*Records supplied*
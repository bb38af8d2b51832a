//! Posts, comments and likes against a migrated database.

use sqlx::SqlitePool;

use kinnect_database::testing::{add_member, count_rows, insert_family, insert_user, test_pool};
use kinnect_database::{new_id, MemberRole, ServiceError};
use kinnect_posts::{
    CommentService, FeedPage, LikeService, NewComment, NewPost, PostService, MAX_REPLY_DEPTH,
};

async fn insert_event(pool: &SqlitePool, family_id: &str, creator: &str) -> String {
    let id = new_id();
    sqlx::query(
        "INSERT INTO events (id, family_id, created_by, title, start_time, created_at, updated_at)
         VALUES (?, ?, ?, 'Reunion', '2030-01-01T00:00:00+00:00', 'now', 'now')",
    )
    .bind(&id)
    .bind(family_id)
    .bind(creator)
    .execute(pool)
    .await
    .unwrap();
    id
}

async fn insert_media(pool: &SqlitePool, uploader: &str) -> String {
    let id = new_id();
    sqlx::query(
        "INSERT INTO media (id, uploaded_by_id, url, media_type, name, size, mime_type, created_at)
         VALUES (?, ?, '/uploads/x.png', 'image', 'x.png', 10, 'image/png', 'now')",
    )
    .bind(&id)
    .bind(uploader)
    .execute(pool)
    .await
    .unwrap();
    id
}

fn post_to(family_id: &str, content: &str) -> NewPost {
    NewPost {
        content: content.to_string(),
        family_ids: vec![family_id.to_string()],
        ..NewPost::default()
    }
}

#[tokio::test]
async fn creating_a_post_links_families_events_and_media() {
    let (pool, _dir) = test_pool().await;
    let author = insert_user(&pool, "author@example.com").await;
    let family = insert_family(&pool, &author, "Smiths").await;
    let event = insert_event(&pool, &family, &author).await;
    let media = insert_media(&pool, &author).await;

    let service = PostService::new(pool.clone());
    let post = service
        .create(
            &author,
            NewPost {
                content: "  Reunion photos  ".to_string(),
                family_ids: vec![family.clone(), family.clone()],
                event_ids: vec![event.clone()],
                media_ids: vec![media.clone()],
            },
        )
        .await
        .unwrap();

    assert_eq!(post.post.content, "Reunion photos");
    assert_eq!(post.family_ids, vec![family]);
    assert_eq!(post.event_ids, vec![event]);
    assert_eq!(post.media.len(), 1);
    assert_eq!(post.media[0].post_id.as_deref(), Some(post.post.id.as_str()));
    assert_eq!(post.author.first_name, "author");
}

#[tokio::test]
async fn posting_requires_membership_in_every_family() {
    let (pool, _dir) = test_pool().await;
    let author = insert_user(&pool, "author@example.com").await;
    let stranger = insert_user(&pool, "stranger@example.com").await;
    let mine = insert_family(&pool, &author, "Mine").await;
    let theirs = insert_family(&pool, &stranger, "Theirs").await;

    let service = PostService::new(pool.clone());
    let error = service
        .create(
            &author,
            NewPost {
                content: "hello".to_string(),
                family_ids: vec![mine, theirs],
                ..NewPost::default()
            },
        )
        .await
        .unwrap_err();

    assert!(matches!(error, ServiceError::Forbidden(_)));
    assert_eq!(count_rows(&pool, "posts").await, 0);
}

#[tokio::test]
async fn foreign_media_rolls_back_the_whole_post() {
    let (pool, _dir) = test_pool().await;
    let author = insert_user(&pool, "author@example.com").await;
    let other = insert_user(&pool, "other@example.com").await;
    let family = insert_family(&pool, &author, "Smiths").await;
    let foreign = insert_media(&pool, &other).await;

    let service = PostService::new(pool.clone());
    let mut input = post_to(&family, "not mine");
    input.media_ids = vec![foreign];
    let error = service.create(&author, input).await.unwrap_err();

    assert!(matches!(error, ServiceError::BadRequest(_)));
    assert_eq!(count_rows(&pool, "posts").await, 0);
    assert_eq!(count_rows(&pool, "post_families").await, 0);
}

#[tokio::test]
async fn events_from_other_families_are_rejected() {
    let (pool, _dir) = test_pool().await;
    let author = insert_user(&pool, "author@example.com").await;
    let first = insert_family(&pool, &author, "First").await;
    let second = insert_family(&pool, &author, "Second").await;
    let event = insert_event(&pool, &second, &author).await;

    let service = PostService::new(pool);
    let mut input = post_to(&first, "wrong event");
    input.event_ids = vec![event];

    assert!(matches!(
        service.create(&author, input).await,
        Err(ServiceError::BadRequest(_))
    ));
}

#[tokio::test]
async fn feed_shows_family_posts_newest_first() {
    let (pool, _dir) = test_pool().await;
    let author = insert_user(&pool, "author@example.com").await;
    let reader = insert_user(&pool, "reader@example.com").await;
    let outsider = insert_user(&pool, "outsider@example.com").await;
    let family = insert_family(&pool, &author, "Smiths").await;
    add_member(&pool, &family, &reader, MemberRole::Member).await;

    let service = PostService::new(pool);
    service.create(&author, post_to(&family, "first")).await.unwrap();
    service.create(&author, post_to(&family, "second")).await.unwrap();

    let feed = service.feed(&reader, FeedPage::default()).await.unwrap();
    let contents: Vec<_> = feed.iter().map(|entry| entry.post.content.as_str()).collect();
    assert_eq!(contents, ["second", "first"]);

    let page = service.feed(&reader, FeedPage::new(Some(1), Some(1))).await.unwrap();
    assert_eq!(page.len(), 1);
    assert_eq!(page[0].post.content, "first");

    assert!(service.feed(&outsider, FeedPage::default()).await.unwrap().is_empty());
}

#[tokio::test]
async fn only_the_author_edits_or_deletes() {
    let (pool, _dir) = test_pool().await;
    let author = insert_user(&pool, "author@example.com").await;
    let reader = insert_user(&pool, "reader@example.com").await;
    let family = insert_family(&pool, &author, "Smiths").await;
    add_member(&pool, &family, &reader, MemberRole::Admin).await;

    let service = PostService::new(pool.clone());
    let post = service.create(&author, post_to(&family, "draft")).await.unwrap();

    assert!(matches!(
        service.update(&post.post.id, &reader, "hijacked").await,
        Err(ServiceError::Forbidden(_))
    ));
    let edited = service.update(&post.post.id, &author, "final").await.unwrap();
    assert_eq!(edited.post.content, "final");

    assert!(matches!(
        service.delete(&post.post.id, &reader).await,
        Err(ServiceError::Forbidden(_))
    ));
    service.delete(&post.post.id, &author).await.unwrap();
    assert_eq!(count_rows(&pool, "posts").await, 0);
    assert_eq!(count_rows(&pool, "post_families").await, 0);
}

#[tokio::test]
async fn comments_form_a_thread_and_replies_follow_their_parent() {
    let (pool, _dir) = test_pool().await;
    let author = insert_user(&pool, "author@example.com").await;
    let reader = insert_user(&pool, "reader@example.com").await;
    let family = insert_family(&pool, &author, "Smiths").await;
    add_member(&pool, &family, &reader, MemberRole::Member).await;

    let posts = PostService::new(pool.clone());
    let comments = CommentService::new(pool.clone());
    let post = posts.create(&author, post_to(&family, "news")).await.unwrap().post;

    let top = comments
        .create(
            &post.id,
            &reader,
            NewComment {
                content: "Congrats!".to_string(),
                parent_id: None,
            },
        )
        .await
        .unwrap();
    comments
        .create(
            &post.id,
            &author,
            NewComment {
                content: "Thanks".to_string(),
                parent_id: Some(top.id.clone()),
            },
        )
        .await
        .unwrap();

    let thread = comments.thread(&post.id, &author).await.unwrap();
    assert_eq!(thread.len(), 1);
    assert_eq!(thread[0].author.first_name, "reader");
    assert_eq!(thread[0].replies.len(), 1);
    assert_eq!(thread[0].replies[0].comment.content, "Thanks");

    // The post's author may remove someone else's comment; the reply goes with it.
    comments.delete(&top.id, &author).await.unwrap();
    assert_eq!(count_rows(&pool, "comments").await, 0);
}

#[tokio::test]
async fn replies_must_target_the_same_post() {
    let (pool, _dir) = test_pool().await;
    let author = insert_user(&pool, "author@example.com").await;
    let family = insert_family(&pool, &author, "Smiths").await;

    let posts = PostService::new(pool.clone());
    let comments = CommentService::new(pool);
    let first = posts.create(&author, post_to(&family, "one")).await.unwrap().post;
    let second = posts.create(&author, post_to(&family, "two")).await.unwrap().post;

    let on_first = comments
        .create(
            &first.id,
            &author,
            NewComment {
                content: "hi".to_string(),
                parent_id: None,
            },
        )
        .await
        .unwrap();

    let error = comments
        .create(
            &second.id,
            &author,
            NewComment {
                content: "misplaced".to_string(),
                parent_id: Some(on_first.id),
            },
        )
        .await
        .unwrap_err();
    assert!(matches!(error, ServiceError::BadRequest(_)));
}

fn reply(content: &str, parent_id: Option<&str>) -> NewComment {
    NewComment {
        content: content.to_string(),
        parent_id: parent_id.map(str::to_string),
    }
}

#[tokio::test]
async fn replies_past_the_depth_limit_become_siblings() {
    let (pool, _dir) = test_pool().await;
    let author = insert_user(&pool, "author@example.com").await;
    let family = insert_family(&pool, &author, "Smiths").await;

    let posts = PostService::new(pool.clone());
    let comments = CommentService::new(pool);
    let post = posts.create(&author, post_to(&family, "news")).await.unwrap().post;

    let mut chain = Vec::new();
    let mut parent: Option<String> = None;
    for level in 0..MAX_REPLY_DEPTH + 3 {
        let comment = comments
            .create(&post.id, &author, reply(&format!("level {level}"), parent.as_deref()))
            .await
            .unwrap();
        parent = Some(comment.id.clone());
        chain.push(comment);
    }

    let deepest_allowed = &chain[MAX_REPLY_DEPTH - 1].id;
    for comment in &chain[MAX_REPLY_DEPTH..] {
        assert_eq!(comment.parent_id.as_ref(), Some(deepest_allowed));
    }
    assert_eq!(chain[MAX_REPLY_DEPTH - 1].parent_id.as_ref(), Some(&chain[MAX_REPLY_DEPTH - 2].id));
}

#[tokio::test]
async fn deleting_a_comment_removes_arbitrarily_deep_replies() {
    let (pool, _dir) = test_pool().await;
    let author = insert_user(&pool, "author@example.com").await;
    let family = insert_family(&pool, &author, "Smiths").await;

    let posts = PostService::new(pool.clone());
    let comments = CommentService::new(pool.clone());
    let post = posts.create(&author, post_to(&family, "news")).await.unwrap().post;
    let root = comments
        .create(&post.id, &author, reply("root", None))
        .await
        .unwrap();

    // Stored threads may predate the depth limit; write one straight to the table.
    let mut parent = root.id.clone();
    let mut tx = pool.begin().await.unwrap();
    for _ in 0..1_500 {
        let id = new_id();
        sqlx::query(
            "INSERT INTO comments (id, post_id, author_id, parent_id, content, created_at, updated_at)
             VALUES (?, ?, ?, ?, 'deep', 'now', 'now')",
        )
        .bind(&id)
        .bind(&post.id)
        .bind(&author)
        .bind(&parent)
        .execute(&mut *tx)
        .await
        .unwrap();
        parent = id;
    }
    tx.commit().await.unwrap();

    let thread = comments.thread(&post.id, &author).await.unwrap();
    assert_eq!(thread.len(), 1);

    comments.delete(&root.id, &author).await.unwrap();
    assert_eq!(count_rows(&pool, "comments").await, 0);
}

#[tokio::test]
async fn strangers_cannot_delete_comments() {
    let (pool, _dir) = test_pool().await;
    let author = insert_user(&pool, "author@example.com").await;
    let reader = insert_user(&pool, "reader@example.com").await;
    let other = insert_user(&pool, "other@example.com").await;
    let family = insert_family(&pool, &author, "Smiths").await;
    add_member(&pool, &family, &reader, MemberRole::Member).await;
    add_member(&pool, &family, &other, MemberRole::Member).await;

    let posts = PostService::new(pool.clone());
    let comments = CommentService::new(pool);
    let post = posts.create(&author, post_to(&family, "news")).await.unwrap().post;
    let comment = comments
        .create(
            &post.id,
            &reader,
            NewComment {
                content: "mine".to_string(),
                parent_id: None,
            },
        )
        .await
        .unwrap();

    assert!(matches!(
        comments.delete(&comment.id, &other).await,
        Err(ServiceError::Forbidden(_))
    ));
    comments.delete(&comment.id, &reader).await.unwrap();
}

#[tokio::test]
async fn likes_toggle_and_are_counted() {
    let (pool, _dir) = test_pool().await;
    let author = insert_user(&pool, "author@example.com").await;
    let reader = insert_user(&pool, "reader@example.com").await;
    let family = insert_family(&pool, &author, "Smiths").await;
    add_member(&pool, &family, &reader, MemberRole::Member).await;

    let posts = PostService::new(pool.clone());
    let likes = LikeService::new(pool.clone());
    let post = posts.create(&author, post_to(&family, "news")).await.unwrap().post;

    let first = likes.toggle(&post.id, &reader).await.unwrap();
    assert!(first.liked);
    assert_eq!(first.like_count, 1);

    likes.toggle(&post.id, &author).await.unwrap();
    let likers = likes.likers(&post.id, &author).await.unwrap();
    assert_eq!(likers.len(), 2);

    let details = posts.get(&post.id, &reader).await.unwrap();
    assert!(details.liked_by_me);
    assert_eq!(details.like_count, 2);

    let undone = likes.toggle(&post.id, &reader).await.unwrap();
    assert!(!undone.liked);
    assert_eq!(undone.like_count, 1);
}

#[tokio::test]
async fn outsiders_cannot_like_or_read() {
    let (pool, _dir) = test_pool().await;
    let author = insert_user(&pool, "author@example.com").await;
    let outsider = insert_user(&pool, "outsider@example.com").await;
    let family = insert_family(&pool, &author, "Smiths").await;

    let posts = PostService::new(pool.clone());
    let likes = LikeService::new(pool);
    let post = posts.create(&author, post_to(&family, "private")).await.unwrap().post;

    assert!(matches!(
        posts.get(&post.id, &outsider).await,
        Err(ServiceError::Forbidden(_))
    ));
    assert!(matches!(
        likes.toggle(&post.id, &outsider).await,
        Err(ServiceError::Forbidden(_))
    ));
}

*Directions for this task*
Pull each line containing "root" from the records.

*Task response*
    let root = comments
        .create(&post.id, &author, reply("root", None))
    let mut parent = root.id.clone();
    comments.delete(&root.id, &author).await.unwrap();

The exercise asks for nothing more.